(EXERCISE) From the line below that contains "repository bb85fca04077cb3d" to the line that contains "use coinmarketcap_api::*;", repeat every line exactly, both ends included, and nothing else.

(RECORDS SHOWN)
****************************************
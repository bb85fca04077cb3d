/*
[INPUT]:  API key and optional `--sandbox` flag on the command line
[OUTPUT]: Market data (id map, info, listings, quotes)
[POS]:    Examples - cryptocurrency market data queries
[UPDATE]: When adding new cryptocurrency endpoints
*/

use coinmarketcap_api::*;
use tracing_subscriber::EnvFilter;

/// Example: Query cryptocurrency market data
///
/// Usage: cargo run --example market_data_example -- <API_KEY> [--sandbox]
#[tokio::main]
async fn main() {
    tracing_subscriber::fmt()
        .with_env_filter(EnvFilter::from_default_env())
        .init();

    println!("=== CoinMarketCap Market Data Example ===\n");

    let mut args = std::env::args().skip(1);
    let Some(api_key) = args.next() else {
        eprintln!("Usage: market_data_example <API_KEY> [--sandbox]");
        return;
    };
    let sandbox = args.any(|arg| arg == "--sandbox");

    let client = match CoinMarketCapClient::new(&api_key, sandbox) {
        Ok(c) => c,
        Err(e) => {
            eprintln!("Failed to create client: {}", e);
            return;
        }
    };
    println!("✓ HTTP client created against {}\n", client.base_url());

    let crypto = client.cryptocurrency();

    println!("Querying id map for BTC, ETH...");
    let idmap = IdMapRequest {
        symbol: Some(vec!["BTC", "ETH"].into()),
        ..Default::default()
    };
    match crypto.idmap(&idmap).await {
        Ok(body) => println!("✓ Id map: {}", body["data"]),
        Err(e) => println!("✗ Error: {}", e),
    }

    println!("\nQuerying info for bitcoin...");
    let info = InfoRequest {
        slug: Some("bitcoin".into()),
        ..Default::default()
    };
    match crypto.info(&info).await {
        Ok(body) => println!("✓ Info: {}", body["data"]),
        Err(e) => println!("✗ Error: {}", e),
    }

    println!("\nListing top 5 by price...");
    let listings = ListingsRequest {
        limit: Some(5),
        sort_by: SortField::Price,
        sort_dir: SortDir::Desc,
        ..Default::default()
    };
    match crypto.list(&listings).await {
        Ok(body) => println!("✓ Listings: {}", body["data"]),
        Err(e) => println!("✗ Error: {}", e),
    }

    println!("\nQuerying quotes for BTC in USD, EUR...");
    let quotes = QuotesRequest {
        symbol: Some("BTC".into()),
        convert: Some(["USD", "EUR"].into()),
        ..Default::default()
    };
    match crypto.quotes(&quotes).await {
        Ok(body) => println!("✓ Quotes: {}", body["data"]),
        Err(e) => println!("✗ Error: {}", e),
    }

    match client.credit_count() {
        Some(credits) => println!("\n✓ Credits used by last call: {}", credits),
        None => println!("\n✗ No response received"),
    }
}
****************************************
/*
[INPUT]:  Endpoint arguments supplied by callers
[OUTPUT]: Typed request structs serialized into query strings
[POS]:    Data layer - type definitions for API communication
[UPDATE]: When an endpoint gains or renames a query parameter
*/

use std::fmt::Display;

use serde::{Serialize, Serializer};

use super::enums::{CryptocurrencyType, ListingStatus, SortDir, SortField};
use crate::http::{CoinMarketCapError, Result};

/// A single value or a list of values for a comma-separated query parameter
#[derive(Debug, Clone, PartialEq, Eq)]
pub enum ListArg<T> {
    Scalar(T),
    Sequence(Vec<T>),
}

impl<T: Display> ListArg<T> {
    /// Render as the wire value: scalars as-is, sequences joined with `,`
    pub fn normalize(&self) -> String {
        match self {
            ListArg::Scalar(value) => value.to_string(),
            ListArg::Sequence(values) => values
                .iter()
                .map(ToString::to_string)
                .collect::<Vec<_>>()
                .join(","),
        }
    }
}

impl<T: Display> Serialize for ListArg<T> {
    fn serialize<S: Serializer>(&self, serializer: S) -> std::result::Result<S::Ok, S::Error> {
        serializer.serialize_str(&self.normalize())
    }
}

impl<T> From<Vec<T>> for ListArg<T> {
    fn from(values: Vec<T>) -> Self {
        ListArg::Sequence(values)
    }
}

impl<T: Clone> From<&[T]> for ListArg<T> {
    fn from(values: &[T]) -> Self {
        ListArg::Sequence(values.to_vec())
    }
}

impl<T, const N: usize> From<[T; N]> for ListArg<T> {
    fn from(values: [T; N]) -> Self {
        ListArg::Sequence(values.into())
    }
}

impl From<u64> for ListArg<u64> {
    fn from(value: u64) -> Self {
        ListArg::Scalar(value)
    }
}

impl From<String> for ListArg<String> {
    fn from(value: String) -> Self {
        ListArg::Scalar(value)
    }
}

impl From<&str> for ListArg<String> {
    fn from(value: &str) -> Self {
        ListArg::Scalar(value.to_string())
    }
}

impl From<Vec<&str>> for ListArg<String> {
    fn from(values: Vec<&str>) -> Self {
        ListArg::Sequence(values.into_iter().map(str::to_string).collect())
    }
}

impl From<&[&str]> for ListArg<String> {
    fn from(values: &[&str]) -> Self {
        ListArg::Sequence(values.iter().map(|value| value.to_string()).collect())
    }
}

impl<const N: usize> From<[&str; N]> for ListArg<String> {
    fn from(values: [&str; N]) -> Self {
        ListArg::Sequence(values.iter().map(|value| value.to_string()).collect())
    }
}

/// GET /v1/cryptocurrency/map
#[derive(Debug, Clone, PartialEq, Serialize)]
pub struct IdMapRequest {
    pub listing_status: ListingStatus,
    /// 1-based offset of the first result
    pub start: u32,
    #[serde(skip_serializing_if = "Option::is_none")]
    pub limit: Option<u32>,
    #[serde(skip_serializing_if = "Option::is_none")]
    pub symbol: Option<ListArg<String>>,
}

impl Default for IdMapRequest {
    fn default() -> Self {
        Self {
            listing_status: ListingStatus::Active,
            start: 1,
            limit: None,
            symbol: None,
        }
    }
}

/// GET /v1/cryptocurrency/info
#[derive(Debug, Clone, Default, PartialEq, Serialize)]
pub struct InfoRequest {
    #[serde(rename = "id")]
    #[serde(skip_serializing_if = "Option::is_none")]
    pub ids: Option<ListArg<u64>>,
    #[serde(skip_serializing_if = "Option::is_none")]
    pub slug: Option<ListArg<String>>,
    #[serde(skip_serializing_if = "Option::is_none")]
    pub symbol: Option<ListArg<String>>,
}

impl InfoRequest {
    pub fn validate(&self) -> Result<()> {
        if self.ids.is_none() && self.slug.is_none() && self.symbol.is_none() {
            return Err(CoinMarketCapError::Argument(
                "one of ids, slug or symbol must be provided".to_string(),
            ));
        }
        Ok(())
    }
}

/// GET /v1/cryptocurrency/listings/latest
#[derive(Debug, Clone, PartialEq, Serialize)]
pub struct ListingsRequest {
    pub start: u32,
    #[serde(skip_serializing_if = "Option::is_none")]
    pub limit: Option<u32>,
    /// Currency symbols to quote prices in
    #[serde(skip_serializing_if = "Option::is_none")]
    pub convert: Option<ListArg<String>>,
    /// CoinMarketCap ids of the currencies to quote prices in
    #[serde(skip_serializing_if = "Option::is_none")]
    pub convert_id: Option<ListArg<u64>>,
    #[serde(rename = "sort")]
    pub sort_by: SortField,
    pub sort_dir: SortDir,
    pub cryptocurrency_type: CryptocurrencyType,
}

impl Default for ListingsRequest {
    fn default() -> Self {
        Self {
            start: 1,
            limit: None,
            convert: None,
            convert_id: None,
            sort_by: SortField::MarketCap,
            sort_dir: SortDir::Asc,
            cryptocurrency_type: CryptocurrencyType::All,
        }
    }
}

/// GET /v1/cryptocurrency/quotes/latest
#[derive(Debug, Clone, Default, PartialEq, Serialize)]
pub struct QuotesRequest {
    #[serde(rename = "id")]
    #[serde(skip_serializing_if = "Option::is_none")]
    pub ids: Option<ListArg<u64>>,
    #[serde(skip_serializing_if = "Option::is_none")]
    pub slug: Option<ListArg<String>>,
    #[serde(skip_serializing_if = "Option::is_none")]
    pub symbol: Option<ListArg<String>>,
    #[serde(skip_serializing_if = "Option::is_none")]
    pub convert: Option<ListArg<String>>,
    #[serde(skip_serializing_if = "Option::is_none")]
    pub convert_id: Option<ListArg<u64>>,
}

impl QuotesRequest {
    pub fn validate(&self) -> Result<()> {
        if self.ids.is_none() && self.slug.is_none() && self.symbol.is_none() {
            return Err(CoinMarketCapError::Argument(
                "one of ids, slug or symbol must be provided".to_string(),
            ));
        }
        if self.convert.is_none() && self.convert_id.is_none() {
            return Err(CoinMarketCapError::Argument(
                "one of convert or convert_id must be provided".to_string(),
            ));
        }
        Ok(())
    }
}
****************************************
(WRITTEN RESPONSE)
repository bb85fca04077cb3d
/*
[INPUT]:  API key and optional `--sandbox` flag on the command line
[OUTPUT]: Market data (id map, info, listings, quotes)
[POS]:    Examples - cryptocurrency market data queries
[UPDATE]: When adding new cryptocurrency endpoints
*/

use coinmarketcap_api::*;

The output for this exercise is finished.